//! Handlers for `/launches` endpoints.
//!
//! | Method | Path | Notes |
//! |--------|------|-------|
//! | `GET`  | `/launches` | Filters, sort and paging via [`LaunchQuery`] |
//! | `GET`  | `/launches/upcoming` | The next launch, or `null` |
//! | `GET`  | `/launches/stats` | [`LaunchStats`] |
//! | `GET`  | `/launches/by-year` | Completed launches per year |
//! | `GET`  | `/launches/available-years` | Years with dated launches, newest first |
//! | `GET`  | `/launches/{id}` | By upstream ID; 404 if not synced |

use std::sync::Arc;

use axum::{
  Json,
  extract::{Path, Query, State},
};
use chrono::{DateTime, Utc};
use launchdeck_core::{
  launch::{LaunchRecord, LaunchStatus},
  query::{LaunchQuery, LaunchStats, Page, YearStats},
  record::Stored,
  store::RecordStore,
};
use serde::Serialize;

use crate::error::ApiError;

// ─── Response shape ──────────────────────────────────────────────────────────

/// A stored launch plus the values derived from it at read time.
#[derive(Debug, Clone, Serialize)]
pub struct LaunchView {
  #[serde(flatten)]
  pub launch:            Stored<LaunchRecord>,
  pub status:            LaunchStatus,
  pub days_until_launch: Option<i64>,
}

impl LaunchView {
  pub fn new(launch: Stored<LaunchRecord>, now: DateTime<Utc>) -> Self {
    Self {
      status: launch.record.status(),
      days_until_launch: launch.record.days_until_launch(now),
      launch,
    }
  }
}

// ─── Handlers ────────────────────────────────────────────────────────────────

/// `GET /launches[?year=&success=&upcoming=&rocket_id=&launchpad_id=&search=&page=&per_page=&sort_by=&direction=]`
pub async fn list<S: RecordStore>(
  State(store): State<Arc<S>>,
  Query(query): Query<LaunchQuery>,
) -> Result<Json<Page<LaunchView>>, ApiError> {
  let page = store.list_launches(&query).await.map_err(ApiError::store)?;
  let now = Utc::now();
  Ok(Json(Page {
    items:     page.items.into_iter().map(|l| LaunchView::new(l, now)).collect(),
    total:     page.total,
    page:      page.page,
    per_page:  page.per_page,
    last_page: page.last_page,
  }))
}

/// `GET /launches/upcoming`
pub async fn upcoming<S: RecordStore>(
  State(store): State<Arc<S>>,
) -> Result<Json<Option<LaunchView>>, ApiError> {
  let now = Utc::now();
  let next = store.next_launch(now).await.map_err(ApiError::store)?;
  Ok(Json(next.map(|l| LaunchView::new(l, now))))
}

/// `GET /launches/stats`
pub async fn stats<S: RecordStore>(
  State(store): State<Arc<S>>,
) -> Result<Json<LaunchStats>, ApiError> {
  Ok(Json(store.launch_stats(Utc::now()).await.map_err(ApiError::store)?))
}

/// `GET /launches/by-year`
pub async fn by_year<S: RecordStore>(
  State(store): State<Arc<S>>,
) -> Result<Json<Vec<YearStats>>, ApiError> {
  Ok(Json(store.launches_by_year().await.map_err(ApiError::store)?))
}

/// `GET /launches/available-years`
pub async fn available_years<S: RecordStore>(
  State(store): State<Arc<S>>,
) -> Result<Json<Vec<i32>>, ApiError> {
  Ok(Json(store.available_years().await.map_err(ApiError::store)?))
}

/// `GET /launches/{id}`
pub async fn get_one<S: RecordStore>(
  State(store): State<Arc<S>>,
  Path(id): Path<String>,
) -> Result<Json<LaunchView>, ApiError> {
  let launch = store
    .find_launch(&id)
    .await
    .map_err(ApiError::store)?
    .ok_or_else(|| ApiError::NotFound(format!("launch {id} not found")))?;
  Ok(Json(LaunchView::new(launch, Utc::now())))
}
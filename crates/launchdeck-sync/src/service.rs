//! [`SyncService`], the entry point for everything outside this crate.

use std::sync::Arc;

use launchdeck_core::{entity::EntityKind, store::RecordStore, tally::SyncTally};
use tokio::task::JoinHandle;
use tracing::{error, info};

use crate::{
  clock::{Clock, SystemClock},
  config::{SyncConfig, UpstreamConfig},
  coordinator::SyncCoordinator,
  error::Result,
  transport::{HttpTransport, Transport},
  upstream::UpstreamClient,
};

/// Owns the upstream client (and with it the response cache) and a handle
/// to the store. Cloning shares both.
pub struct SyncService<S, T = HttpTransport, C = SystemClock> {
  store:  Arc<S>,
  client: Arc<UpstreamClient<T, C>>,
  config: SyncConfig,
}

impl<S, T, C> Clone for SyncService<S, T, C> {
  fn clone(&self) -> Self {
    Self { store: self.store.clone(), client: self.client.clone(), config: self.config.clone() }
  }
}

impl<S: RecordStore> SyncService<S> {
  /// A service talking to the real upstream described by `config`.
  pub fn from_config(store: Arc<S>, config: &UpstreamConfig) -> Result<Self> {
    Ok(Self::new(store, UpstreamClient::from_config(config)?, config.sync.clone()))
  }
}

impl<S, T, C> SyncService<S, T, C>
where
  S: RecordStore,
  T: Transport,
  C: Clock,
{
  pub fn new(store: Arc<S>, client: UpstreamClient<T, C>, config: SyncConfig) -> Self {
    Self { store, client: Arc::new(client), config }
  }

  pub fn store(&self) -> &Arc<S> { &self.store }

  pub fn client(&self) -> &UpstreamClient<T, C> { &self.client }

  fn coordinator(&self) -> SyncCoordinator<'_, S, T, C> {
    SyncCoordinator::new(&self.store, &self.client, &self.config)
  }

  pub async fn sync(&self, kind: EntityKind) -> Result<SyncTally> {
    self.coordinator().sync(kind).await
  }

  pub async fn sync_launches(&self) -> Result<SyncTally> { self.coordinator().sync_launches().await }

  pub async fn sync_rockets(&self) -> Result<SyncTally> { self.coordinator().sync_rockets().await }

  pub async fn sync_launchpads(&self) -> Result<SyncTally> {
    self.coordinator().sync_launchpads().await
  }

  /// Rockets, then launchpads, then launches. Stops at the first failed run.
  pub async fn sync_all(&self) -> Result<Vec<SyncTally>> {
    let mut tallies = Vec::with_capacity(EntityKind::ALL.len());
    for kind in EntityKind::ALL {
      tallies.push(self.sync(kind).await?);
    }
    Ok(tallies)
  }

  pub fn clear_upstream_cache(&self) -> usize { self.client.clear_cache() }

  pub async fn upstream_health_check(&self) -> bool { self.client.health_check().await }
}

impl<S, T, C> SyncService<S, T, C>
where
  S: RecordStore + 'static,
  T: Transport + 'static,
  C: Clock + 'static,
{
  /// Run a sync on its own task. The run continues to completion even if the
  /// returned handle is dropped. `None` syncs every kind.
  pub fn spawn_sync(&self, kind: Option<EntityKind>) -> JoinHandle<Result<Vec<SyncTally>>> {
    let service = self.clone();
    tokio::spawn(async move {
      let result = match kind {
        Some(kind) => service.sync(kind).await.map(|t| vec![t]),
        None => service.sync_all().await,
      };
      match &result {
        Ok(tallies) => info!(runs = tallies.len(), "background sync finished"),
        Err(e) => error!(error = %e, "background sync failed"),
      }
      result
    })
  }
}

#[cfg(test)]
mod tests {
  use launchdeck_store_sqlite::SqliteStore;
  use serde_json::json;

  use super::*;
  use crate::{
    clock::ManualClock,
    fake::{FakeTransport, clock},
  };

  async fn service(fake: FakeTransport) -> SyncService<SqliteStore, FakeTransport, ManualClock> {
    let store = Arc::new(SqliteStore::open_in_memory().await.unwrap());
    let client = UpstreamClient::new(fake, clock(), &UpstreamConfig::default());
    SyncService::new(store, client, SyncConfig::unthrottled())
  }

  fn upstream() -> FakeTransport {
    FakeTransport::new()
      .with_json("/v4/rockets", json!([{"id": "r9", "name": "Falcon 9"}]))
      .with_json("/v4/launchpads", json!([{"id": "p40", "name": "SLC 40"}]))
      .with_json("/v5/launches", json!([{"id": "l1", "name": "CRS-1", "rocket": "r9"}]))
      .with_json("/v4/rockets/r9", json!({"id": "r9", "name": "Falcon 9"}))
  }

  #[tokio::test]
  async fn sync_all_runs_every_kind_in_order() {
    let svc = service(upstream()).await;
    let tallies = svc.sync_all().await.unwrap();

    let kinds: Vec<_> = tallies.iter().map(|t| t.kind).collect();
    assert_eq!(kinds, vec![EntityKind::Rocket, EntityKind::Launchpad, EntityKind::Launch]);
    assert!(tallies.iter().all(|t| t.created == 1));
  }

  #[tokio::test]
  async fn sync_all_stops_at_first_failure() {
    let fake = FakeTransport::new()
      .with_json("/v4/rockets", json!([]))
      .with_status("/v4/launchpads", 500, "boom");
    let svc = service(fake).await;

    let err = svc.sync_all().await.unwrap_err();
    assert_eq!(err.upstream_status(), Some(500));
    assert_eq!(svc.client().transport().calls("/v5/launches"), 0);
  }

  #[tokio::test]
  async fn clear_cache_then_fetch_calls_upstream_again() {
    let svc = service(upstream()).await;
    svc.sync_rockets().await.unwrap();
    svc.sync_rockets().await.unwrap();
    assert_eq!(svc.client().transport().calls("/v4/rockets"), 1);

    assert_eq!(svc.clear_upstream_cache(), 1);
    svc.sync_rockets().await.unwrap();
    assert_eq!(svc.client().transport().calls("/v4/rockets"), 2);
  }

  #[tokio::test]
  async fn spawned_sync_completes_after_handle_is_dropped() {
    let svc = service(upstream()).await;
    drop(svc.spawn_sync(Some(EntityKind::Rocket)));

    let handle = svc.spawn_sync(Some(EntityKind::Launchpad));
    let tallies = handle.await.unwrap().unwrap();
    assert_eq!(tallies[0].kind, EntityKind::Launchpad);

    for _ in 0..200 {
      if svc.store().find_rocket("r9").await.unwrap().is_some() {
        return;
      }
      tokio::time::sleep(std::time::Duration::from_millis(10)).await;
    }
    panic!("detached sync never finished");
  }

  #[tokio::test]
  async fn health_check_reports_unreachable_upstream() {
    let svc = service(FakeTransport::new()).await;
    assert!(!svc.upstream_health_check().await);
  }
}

==

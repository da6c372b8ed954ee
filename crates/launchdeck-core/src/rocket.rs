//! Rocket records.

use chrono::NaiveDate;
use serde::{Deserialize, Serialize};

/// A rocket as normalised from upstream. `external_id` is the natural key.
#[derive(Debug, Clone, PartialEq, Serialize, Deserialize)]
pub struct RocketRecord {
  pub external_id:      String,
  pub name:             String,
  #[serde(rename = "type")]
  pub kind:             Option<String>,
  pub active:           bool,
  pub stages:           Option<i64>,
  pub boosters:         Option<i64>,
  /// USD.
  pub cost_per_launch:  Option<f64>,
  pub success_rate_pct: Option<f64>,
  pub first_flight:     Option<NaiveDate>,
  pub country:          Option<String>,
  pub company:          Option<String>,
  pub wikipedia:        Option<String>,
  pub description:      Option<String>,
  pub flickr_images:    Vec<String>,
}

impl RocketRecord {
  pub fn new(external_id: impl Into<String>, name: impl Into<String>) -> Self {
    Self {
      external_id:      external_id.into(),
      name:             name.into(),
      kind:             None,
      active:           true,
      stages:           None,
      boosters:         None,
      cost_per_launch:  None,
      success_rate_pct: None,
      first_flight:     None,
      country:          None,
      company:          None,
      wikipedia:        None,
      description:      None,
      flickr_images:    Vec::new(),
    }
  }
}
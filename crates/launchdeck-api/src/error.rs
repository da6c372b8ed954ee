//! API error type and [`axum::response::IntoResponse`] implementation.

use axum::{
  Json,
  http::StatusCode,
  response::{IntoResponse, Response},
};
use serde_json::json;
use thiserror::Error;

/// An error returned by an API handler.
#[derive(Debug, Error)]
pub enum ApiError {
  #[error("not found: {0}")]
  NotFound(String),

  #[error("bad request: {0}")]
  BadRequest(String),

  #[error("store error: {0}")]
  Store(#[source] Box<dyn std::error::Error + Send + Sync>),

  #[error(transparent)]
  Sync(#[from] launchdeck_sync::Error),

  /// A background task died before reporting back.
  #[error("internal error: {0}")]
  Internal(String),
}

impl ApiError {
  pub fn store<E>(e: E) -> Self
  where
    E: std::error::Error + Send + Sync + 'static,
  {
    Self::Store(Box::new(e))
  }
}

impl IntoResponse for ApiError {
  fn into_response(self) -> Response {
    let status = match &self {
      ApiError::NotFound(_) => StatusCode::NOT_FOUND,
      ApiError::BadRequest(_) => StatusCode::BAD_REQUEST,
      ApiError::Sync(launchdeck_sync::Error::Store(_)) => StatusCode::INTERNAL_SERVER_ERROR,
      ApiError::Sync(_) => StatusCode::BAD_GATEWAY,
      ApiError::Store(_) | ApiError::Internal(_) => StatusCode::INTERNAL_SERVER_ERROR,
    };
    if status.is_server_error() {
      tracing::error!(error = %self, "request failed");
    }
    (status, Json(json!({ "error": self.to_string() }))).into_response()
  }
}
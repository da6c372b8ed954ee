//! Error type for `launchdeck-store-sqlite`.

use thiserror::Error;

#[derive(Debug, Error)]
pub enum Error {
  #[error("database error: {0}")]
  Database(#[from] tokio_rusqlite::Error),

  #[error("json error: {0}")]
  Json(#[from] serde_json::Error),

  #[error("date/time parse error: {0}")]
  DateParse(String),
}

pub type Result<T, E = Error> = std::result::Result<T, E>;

---

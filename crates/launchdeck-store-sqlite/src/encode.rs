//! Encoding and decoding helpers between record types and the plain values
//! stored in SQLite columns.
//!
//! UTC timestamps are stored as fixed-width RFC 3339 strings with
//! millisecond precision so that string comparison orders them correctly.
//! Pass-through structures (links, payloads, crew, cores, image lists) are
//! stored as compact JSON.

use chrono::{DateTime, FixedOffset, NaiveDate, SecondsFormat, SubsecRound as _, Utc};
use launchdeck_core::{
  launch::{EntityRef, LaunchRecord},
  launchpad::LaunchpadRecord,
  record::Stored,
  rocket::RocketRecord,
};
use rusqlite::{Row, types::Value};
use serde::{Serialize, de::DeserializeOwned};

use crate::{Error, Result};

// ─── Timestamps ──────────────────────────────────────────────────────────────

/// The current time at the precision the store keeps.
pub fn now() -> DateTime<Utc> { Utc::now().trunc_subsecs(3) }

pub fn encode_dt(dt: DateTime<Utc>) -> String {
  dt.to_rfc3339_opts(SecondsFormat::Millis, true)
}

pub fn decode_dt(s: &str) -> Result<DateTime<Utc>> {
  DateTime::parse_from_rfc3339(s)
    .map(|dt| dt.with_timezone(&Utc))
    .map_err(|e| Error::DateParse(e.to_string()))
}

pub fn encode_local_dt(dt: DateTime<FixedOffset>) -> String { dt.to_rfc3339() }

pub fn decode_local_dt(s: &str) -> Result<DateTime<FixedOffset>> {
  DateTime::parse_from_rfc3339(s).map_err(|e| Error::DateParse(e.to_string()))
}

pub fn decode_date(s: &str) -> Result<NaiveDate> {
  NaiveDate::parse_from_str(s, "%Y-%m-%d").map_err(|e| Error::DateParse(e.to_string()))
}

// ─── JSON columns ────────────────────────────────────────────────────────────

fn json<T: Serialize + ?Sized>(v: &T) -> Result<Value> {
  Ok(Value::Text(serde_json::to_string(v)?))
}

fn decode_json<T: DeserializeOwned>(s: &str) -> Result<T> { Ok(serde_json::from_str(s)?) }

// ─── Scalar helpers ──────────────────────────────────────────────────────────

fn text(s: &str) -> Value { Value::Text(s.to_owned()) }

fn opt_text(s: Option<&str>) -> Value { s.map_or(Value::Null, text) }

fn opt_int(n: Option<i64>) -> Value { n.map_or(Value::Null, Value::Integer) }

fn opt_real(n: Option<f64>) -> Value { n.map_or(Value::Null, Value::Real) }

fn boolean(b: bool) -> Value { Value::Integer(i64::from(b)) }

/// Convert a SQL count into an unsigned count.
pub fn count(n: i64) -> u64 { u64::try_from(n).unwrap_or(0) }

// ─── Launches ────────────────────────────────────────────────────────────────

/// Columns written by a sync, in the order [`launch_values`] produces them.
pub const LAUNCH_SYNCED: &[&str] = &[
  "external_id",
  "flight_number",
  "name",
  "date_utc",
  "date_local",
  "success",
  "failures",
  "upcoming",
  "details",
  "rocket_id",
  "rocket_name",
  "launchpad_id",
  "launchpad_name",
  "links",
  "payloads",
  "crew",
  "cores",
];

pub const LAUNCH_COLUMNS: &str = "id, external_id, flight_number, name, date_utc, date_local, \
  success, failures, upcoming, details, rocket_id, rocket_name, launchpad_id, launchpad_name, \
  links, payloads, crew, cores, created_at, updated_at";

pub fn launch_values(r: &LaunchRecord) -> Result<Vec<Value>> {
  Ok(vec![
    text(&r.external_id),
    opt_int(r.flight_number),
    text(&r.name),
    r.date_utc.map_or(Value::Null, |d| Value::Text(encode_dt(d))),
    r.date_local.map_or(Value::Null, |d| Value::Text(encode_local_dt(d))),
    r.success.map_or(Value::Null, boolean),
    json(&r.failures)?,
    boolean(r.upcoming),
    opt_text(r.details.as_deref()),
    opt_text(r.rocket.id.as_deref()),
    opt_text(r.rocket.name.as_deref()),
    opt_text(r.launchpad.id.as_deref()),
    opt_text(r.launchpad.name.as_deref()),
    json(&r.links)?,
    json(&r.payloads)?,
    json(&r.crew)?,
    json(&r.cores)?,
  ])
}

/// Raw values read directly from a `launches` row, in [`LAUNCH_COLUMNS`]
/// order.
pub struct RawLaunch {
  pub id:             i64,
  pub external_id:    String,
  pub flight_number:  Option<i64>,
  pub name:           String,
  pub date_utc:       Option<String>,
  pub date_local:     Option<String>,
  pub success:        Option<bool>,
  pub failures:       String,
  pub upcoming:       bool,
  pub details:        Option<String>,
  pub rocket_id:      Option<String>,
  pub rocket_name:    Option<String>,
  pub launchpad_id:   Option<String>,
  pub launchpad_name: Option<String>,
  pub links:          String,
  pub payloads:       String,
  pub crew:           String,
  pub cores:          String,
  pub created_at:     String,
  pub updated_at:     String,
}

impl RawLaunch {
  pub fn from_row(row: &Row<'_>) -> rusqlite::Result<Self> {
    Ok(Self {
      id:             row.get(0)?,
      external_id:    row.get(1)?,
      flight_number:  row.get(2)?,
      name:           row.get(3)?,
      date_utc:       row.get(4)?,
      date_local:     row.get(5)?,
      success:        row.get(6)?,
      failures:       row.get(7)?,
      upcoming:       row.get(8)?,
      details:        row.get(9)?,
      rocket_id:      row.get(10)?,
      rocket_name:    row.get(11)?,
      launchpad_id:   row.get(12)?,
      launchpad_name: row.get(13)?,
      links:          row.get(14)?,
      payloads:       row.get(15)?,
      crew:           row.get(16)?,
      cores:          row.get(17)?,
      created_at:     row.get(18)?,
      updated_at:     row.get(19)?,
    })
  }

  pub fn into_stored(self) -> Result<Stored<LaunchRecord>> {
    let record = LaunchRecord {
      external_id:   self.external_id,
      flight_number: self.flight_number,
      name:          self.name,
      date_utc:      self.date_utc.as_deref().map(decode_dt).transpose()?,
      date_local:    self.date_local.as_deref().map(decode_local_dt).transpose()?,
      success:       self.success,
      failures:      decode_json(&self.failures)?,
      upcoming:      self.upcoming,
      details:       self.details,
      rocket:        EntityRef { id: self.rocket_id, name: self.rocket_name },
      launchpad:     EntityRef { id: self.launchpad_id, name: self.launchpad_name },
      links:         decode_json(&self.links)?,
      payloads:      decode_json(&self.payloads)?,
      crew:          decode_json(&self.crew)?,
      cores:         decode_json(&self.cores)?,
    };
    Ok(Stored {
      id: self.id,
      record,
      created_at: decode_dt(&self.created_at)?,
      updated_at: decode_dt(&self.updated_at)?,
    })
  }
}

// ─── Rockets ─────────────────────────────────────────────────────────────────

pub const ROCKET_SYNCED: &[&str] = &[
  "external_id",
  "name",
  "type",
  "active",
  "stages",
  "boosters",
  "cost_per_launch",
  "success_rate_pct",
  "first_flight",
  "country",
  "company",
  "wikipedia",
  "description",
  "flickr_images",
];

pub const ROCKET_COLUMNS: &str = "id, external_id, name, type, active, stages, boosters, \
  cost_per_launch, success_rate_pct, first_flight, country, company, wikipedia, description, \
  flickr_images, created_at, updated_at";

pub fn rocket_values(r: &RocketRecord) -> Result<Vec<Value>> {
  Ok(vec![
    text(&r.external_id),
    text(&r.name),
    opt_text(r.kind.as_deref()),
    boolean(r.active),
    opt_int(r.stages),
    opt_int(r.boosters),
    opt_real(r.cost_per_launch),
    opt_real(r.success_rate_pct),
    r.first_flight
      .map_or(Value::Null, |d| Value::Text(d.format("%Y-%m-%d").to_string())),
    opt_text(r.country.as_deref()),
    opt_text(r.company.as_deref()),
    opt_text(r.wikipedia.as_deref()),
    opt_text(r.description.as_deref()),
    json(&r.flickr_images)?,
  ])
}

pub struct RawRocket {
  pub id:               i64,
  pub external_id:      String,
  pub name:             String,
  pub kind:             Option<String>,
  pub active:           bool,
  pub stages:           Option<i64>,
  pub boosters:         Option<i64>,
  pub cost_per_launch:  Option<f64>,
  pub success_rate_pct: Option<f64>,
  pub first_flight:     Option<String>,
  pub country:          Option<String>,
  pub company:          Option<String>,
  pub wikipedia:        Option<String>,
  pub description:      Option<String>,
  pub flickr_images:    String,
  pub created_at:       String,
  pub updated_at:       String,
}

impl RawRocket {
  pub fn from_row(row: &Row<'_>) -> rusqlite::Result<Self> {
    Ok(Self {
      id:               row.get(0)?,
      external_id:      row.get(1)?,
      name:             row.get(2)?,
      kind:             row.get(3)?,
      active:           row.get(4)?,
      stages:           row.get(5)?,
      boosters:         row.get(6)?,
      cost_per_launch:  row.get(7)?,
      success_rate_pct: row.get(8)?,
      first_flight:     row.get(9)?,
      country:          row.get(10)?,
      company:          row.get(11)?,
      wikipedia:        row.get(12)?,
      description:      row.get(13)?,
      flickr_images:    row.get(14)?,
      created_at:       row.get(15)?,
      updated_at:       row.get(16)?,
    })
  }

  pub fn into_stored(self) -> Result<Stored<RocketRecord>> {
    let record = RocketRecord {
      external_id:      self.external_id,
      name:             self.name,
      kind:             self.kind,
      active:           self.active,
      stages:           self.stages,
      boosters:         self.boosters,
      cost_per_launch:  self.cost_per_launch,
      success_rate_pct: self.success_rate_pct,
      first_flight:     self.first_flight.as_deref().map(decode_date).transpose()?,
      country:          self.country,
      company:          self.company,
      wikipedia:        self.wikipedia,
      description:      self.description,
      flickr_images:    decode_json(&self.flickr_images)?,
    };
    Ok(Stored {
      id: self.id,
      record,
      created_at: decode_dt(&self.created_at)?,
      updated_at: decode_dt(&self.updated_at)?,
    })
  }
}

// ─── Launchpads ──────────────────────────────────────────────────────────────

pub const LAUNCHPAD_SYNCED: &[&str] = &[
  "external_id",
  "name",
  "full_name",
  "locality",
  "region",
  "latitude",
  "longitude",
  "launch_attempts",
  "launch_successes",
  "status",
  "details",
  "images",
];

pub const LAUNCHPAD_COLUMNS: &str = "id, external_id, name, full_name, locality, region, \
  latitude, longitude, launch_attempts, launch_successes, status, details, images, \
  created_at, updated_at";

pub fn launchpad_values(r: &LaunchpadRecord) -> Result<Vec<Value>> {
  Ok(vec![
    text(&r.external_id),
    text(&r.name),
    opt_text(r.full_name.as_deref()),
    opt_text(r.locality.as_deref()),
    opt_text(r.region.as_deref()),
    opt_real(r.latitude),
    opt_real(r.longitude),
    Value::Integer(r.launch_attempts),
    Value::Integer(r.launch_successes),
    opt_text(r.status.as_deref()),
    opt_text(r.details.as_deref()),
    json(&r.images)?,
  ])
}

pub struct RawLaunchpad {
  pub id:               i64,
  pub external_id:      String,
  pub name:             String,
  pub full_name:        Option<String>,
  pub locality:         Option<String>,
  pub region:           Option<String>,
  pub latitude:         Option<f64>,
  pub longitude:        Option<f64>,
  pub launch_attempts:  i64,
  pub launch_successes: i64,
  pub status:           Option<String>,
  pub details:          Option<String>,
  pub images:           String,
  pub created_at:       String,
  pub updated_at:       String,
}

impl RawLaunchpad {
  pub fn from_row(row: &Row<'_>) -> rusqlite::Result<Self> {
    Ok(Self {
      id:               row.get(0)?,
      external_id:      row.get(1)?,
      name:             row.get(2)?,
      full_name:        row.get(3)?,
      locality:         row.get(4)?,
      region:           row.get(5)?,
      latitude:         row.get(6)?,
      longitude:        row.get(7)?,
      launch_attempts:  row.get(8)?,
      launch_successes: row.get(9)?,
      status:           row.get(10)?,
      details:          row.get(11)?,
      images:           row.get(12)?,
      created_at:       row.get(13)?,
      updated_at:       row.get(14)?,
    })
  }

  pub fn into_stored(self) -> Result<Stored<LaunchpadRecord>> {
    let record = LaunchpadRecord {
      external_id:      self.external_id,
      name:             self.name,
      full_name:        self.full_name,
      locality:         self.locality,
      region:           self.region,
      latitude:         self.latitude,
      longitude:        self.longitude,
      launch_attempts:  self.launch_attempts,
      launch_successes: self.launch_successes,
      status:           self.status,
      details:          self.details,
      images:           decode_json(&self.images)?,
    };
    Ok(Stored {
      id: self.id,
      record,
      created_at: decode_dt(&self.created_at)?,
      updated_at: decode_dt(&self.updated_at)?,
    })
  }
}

▸ **Exercise objective**: Check the listing for the word "ManualClock". Show each line that has it.

▸ **Task output**:
    clock::ManualClock,
  async fn service(fake: FakeTransport) -> SyncService<SqliteStore, FakeTransport, ManualClock> {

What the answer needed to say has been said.